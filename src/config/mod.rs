use crate::core::rows::DEFAULT_DELIMITER;
use crate::errors::{AppError, AppResult};
use serde::{Deserialize, Serialize};
use std::fs;
use std::io::Write;
use std::path::{Path, PathBuf};

#[derive(Debug, Clone, Serialize, Deserialize)]
pub struct Config {
    #[serde(default = "default_database")]
    pub database: String,
    /// Cell separator for roster and record pastes.
    #[serde(default = "default_delimiter")]
    pub delimiter: String,
    /// tracing level when RUST_LOG is unset (error, warn, info, debug, trace).
    #[serde(default = "default_log_level")]
    pub log_level: String,
    /// Show the raw cell array when listing trip records.
    #[serde(default)]
    pub show_raw_columns: bool,
}

fn default_database() -> String {
    Config::database_file().to_string_lossy().to_string()
}
fn default_delimiter() -> String {
    DEFAULT_DELIMITER.to_string()
}
fn default_log_level() -> String {
    "warn".to_string()
}

impl Default for Config {
    fn default() -> Self {
        Self {
            database: default_database(),
            delimiter: default_delimiter(),
            log_level: default_log_level(),
            show_raw_columns: false,
        }
    }
}

impl Config {
    /// Return the configuration directory (`~/.rtripdesk`).
    pub fn config_dir() -> PathBuf {
        dirs::home_dir()
            .unwrap_or_else(|| PathBuf::from("."))
            .join(".rtripdesk")
    }

    /// Return the full path of the config file
    pub fn config_file() -> PathBuf {
        Self::config_dir().join("rtripdesk.conf")
    }

    /// Return the default path of the SQLite database
    pub fn database_file() -> PathBuf {
        Self::config_dir().join("rtripdesk.sqlite")
    }

    /// Load configuration from file, or return defaults if not found
    pub fn load() -> AppResult<Self> {
        Self::load_from(&Self::config_file())
    }

    pub fn load_from(path: &Path) -> AppResult<Self> {
        if !path.exists() {
            return Ok(Config::default());
        }
        let content = fs::read_to_string(path)?;
        let cfg: Config = serde_yaml::from_str(&content)?;
        cfg.delimiter_char()?;
        Ok(cfg)
    }

    /// The configured delimiter as a single character.
    ///
    /// Accepts a literal character or the escapes `\t` and `tab`.
    pub fn delimiter_char(&self) -> AppResult<char> {
        match self.delimiter.as_str() {
            "\\t" | "tab" => return Ok('\t'),
            _ => {}
        }
        let mut chars = self.delimiter.chars();
        match (chars.next(), chars.next()) {
            (Some(c), None) => Ok(c),
            _ => Err(AppError::Config(format!(
                "delimiter must be a single character, got {:?}",
                self.delimiter
            ))),
        }
    }

    /// Where a `--db` value points: absolute paths as given, relative
    /// ones inside the config directory.
    pub fn resolve_db_path(name: &str) -> PathBuf {
        let p = Path::new(name);
        if p.is_absolute() {
            p.to_path_buf()
        } else {
            Self::config_dir().join(p)
        }
    }

    /// Initialize configuration and database files
    pub fn init_all(custom_db: Option<String>, is_test: bool) -> AppResult<Config> {
        let dir = Self::config_dir();

        let db_path = match custom_db {
            Some(name) => Self::resolve_db_path(&name),
            None => Self::database_file(),
        };

        let config = Config {
            database: db_path.to_string_lossy().to_string(),
            ..Config::default()
        };

        if !is_test {
            fs::create_dir_all(&dir)?;
            let yaml = serde_yaml::to_string(&config)?;
            let mut file = fs::File::create(Self::config_file())?;
            file.write_all(yaml.as_bytes())?;
        }

        if let Some(parent) = db_path.parent()
            && !parent.as_os_str().is_empty()
        {
            fs::create_dir_all(parent)?;
        }

        Ok(config)
    }
}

:::

**What to produce**.
Out of the records above, pick each line that contains the string "directory".

**Result of the task**.
    /// Return the configuration directory (`~/.rtripdesk`).
    /// ones inside the config directory.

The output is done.